Exploring Model Design Spaces for Cognitive and Affective State Recognition in Immersive Virtual Reality
This repository contains the code, data, and analysis related to the project "Exploring Model Design Spaces for Cognitive and Affective State Recognition in Immersive Virtual Reality Using Multimodal Neuro-physiological Signals." This research aims to advance the understanding of how cognitive and affective states can be inferred from neuro-physiological signals in immersive virtual reality (iVR) environments.
In this project, we conducted a secondary analysis on a multimodal dataset collected from 10 participants during a multi-phase iVR experiment.
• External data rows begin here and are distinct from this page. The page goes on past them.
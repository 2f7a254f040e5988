/// Application settings loaded from `config.toml` and the environment
pub mod app;

/// Database configuration, connection management and schema creation
pub mod database;

/// Fish species reference data loading from the embedded TOML file
pub mod species;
The experiment included various phases designed to elicit different cognitive and affective states, such as rest, effortful control, stress induction, and decision-making in a virtual buffet environment.
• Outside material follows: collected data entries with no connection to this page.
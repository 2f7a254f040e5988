//! Billable asset entity - A plot or slip that can be invoiced.

use sea_orm::entity::prelude::*;
use serde::{Deserialize, Serialize};

#[derive(Clone, Debug, PartialEq, Eq, DeriveEntityModel, Serialize, Deserialize)]
#[sea_orm(table_name = "billable_assets")]
pub struct Model {
    /// Unique identifier
    #[sea_orm(primary_key)]
    pub id: i32,
    /// Plot identifier, unique across all assets
    #[sea_orm(unique)]
    pub plot_id: String,
    /// Optional longer description
    pub description: Option<String>,
    /// Current holder; cleared when that user is deleted
    pub owner_user_id: Option<String>,
}

#[derive(Copy, Clone, Debug, EnumIter, DeriveRelation)]
pub enum Relation {
    #[sea_orm(
        belongs_to = "super::user::Entity",
        from = "Column::OwnerUserId",
        to = "super::user::Column::Id",
        on_update = "NoAction",
        on_delete = "SetNull"
    )]
    Owner,
}

impl ActiveModelBehavior for ActiveModel {}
Key aspects of the project include:
Model Design Exploration: Investigated the impact of different model design choices, such as modality, feature set, and personalization, on the accuracy of inverse inference models that map neuro-physiological signals to cognitive and affective states.
Machine Learning Evaluation: Applied machine learning techniques to assess the ability of models to discriminate between different iVR phases.
Between-Person Variation: Used non-linear manifold embedding methods to analyze individual differences, emphasizing the need for adaptive models tailored to personal characteristics.